Ecosyste.ms: Awesome

An open API service indexing awesome lists of open source software.

Awesome Lists | Featured Topics | Projects

https://github.com/openai/jukebox

Code for the paper "Jukebox: A Generative Model for Music"
https://github.com/openai/jukebox

audio generative-model music paper pytorch transformer vq-vae

Last synced: 3 days ago
JSON representation

Code for the paper "Jukebox: A Generative Model for Music"

Awesome Lists containing this project

README

        

**Status:** Archive (code is provided as-is, no updates expected)

# Jukebox
Code for "Jukebox: A Generative Model for Music"

[Paper](https://arxiv.org/abs/2005.00341)
[Blog](https://openai.com/blog/jukebox)
[Explorer](http://jukebox.openai.com/)
[Colab](https://colab.research.google.com/github/openai/jukebox/blob/master/jukebox/Interacting_with_Jukebox.ipynb)

# Install
Install the conda package manager from https://docs.conda.io/en/latest/miniconda.html

```
# Required: Sampling
conda create --name jukebox python=3.7.5
conda activate jukebox
conda install mpi4py=3.0.3 # if this fails, try: pip install mpi4py==3.0.3
conda install pytorch=1.4 torchvision=0.5 cudatoolkit=10.0 -c pytorch
git clone https://github.com/openai/jukebox.git
cd jukebox
pip install -r requirements.txt
pip install -e .

# Required: Training
conda install av=7.0.01 -c conda-forge
pip install ./tensorboardX

# Optional: Apex for faster training with fused_adam
conda install pytorch=1.1 torchvision=0.3 cudatoolkit=10.0 -c pytorch
pip install -v --no-cache-dir --global-option="--cpp_ext" --global-option="--cuda_ext" ./apex
```

# Sampling
## Sampling from scratch
To sample normally, run the following command. Model can be `5b`, `5b_lyrics`, `1b_lyrics`
```
python jukebox/sample.py --model=5b_lyrics --name=sample_5b --levels=3 --sample_length_in_seconds=20 \
--total_sample_length_in_seconds=180 --sr=44100 --n_samples=6 --hop_fraction=0.5,0.5,0.125
```
```
python jukebox/sample.py --model=1b_lyrics --name=sample_1b --levels=3 --sample_length_in_seconds=20 \
--total_sample_length_in_seconds=180 --sr=44100 --n_samples=16 --hop_fraction=0.5,0.5,0.125
```
The above generates the first `sample_length_in_seconds` seconds of audio from a song of total length `total_sample_length_in_seconds`.
To use multiple GPU's, launch the above scripts as `mpiexec -n {ngpus} python jukebox/sample.py ...` so they use `{ngpus}`

The samples decoded from each level are stored in `{name}/level_{level}`.
You can also view the samples as an html with the aligned lyrics under `{name}/level_{level}/index.html`.
Run `python -m http.server` and open the html through the server to see the lyrics animate as the song plays.
A summary of all sampling data including zs, x, labels and sampling_kwargs is stored in `{name}/level_{level}/data.pth.tar`.

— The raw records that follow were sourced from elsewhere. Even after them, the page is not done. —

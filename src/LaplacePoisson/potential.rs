//! Initial potentials and source (charge) fields on an (N+1)x(N+1) lattice.
use super::jacobi::LaplaceError;
use nalgebra::DMatrix;
use serde::{Deserialize, Serialize};
use std::f64::consts::PI;

/// Border pattern of the starting potential
#[derive(Debug, Clone, Copy, PartialEq, Eq, Default, Serialize, Deserialize)]
pub enum BoundaryProfile {
    /// the whole lattice at `V`
    #[default]
    Flat,
    /// zero potential, west wall at `+V`, east wall at `-V`
    Capacitor,
    /// zero potential, east wall `0.5·V·sin(1.5π·i/N)`
    Sinusoidal,
}

impl BoundaryProfile {
    pub const ALL: [BoundaryProfile; 3] = [
        BoundaryProfile::Flat,
        BoundaryProfile::Capacitor,
        BoundaryProfile::Sinusoidal,
    ];

    pub fn as_str(&self) -> &'static str {
        match self {
            BoundaryProfile::Flat => "flat",
            BoundaryProfile::Capacitor => "capacitor",
            BoundaryProfile::Sinusoidal => "sinusoidal",
        }
    }

    /// Case-insensitive lookup by `as_str` name
    pub fn from_name(name: &str) -> Option<Self> {
        let name = name.trim();
        Self::ALL
            .into_iter()
            .find(|profile| profile.as_str().eq_ignore_ascii_case(name))
    }
}

/// Starting potential for an (n+1)x(n+1) lattice.
pub fn initial_potential(n: usize, v: f64, profile: BoundaryProfile) -> DMatrix<f64> {
    let size = n + 1;
    match profile {
        BoundaryProfile::Flat => DMatrix::from_element(size, size, v),
        BoundaryProfile::Capacitor => {
            let mut phi = DMatrix::zeros(size, size);
            phi.column_mut(size - 1).fill(-v);
            phi.column_mut(0).fill(v);
            phi
        }
        BoundaryProfile::Sinusoidal => {
            let mut phi = DMatrix::zeros(size, size);
            let last = n.max(1) as f64;
            for i in 0..size {
                phi[(i, size - 1)] = 0.5 * v * (1.5 * PI * i as f64 / last).sin();
            }
            phi
        }
    }
}

/// Empty source with a single charge `q` in the middle of the lattice.
pub fn point_charge(n: usize, q: f64) -> DMatrix<f64> {
    let mut charge = DMatrix::zeros(n + 1, n + 1);
    charge[(n / 2, n / 2)] = q;
    charge
}

/// What a paint event writes into a cell
#[derive(Debug, Clone, Copy, PartialEq, Eq)]
pub enum Stroke {
    /// `+Q`
    Positive,
    /// `0`
    Erase,
    /// `-Q`
    Negative,
}

/// Builds a charge field cell by cell, e.g. from mouse or terminal input. The field is
/// only handed out by [`ChargePainter::finish`], after painting has ended.
#[derive(Debug, Clone)]
pub struct ChargePainter {
    field: DMatrix<f64>,
    charge: f64,
}

impl ChargePainter {
    /// Empty (n+1)x(n+1) field painted with charges of magnitude `q`
    pub fn new(n: usize, q: f64) -> Self {
        Self {
            field: DMatrix::zeros(n + 1, n + 1),
            charge: q,
        }
    }

    pub fn paint(&mut self, row: usize, col: usize, stroke: Stroke) -> Result<(), LaplaceError> {
        let (nrows, ncols) = self.field.shape();
        if row >= nrows || col >= ncols {
            return Err(LaplaceError::OutOfBounds {
                row,
                col,
                nrows,
                ncols,
            });
        }
        self.field[(row, col)] = match stroke {
            Stroke::Positive => self.charge,
            Stroke::Erase => 0.0,
            Stroke::Negative => -self.charge,
        };
        Ok(())
    }

    pub fn charge_at(&self, row: usize, col: usize) -> Option<f64> {
        self.field.get((row, col)).copied()
    }

    /// net charge painted so far
    pub fn total_charge(&self) -> f64 {
        self.field.sum()
    }

    pub fn finish(self) -> DMatrix<f64> {
        self.field
    }
}
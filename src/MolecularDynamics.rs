//! # Molecular Dynamics data browser
//!
//! Access to pre-computed Lennard-Jones simulations laid out on a 4x4 grid of state points
//! (reduced temperature T*, reduced density ρ*) of the phase diagram. Each state point has
//! its own folder, e.g. `data/T05_r01`, holding
//! - `output.txt`: per-step observables (potential, kinetic, total energy, drift, temperature, pressure)
//! - `rdf.txt`: radial distribution function, columns `r g(r)`
//! - `output.mp4` or `untitled.mpg`: pre-rendered animation
//!
//! Only the numeric data is loaded here; plotting and video playback are left to external tools.
pub mod phase_diagram;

The hps are for a V100 GPU with 16 GB GPU memory. The `1b_lyrics`, `5b`, and `5b_lyrics` top-level priors take up
3.8 GB, 10.3 GB, and 11.5 GB, respectively. The peak memory usage to store transformer key, value cache is about 400 MB
for `1b_lyrics` and 1 GB for `5b_lyrics` per sample. If you are having trouble with CUDA OOM issues, try `1b_lyrics` or
decrease `max_batch_size` in sample.py, and `--n_samples` in the script call.

On a V100, it takes about 3 hrs to fully sample 20 seconds of music. Since this is a long time, it is recommended to use `n_samples > 1` so you can generate as many samples as possible in parallel. The 1B lyrics and upsamplers can process 16 samples at a time, while 5B can fit only up to 3. Since the vast majority of time is spent on upsampling, we recommend using a multiple of 3 less than 16 like `--n_samples 15` for `5b_lyrics`. This will make the top-level generate samples in groups of three while upsampling is done in one pass.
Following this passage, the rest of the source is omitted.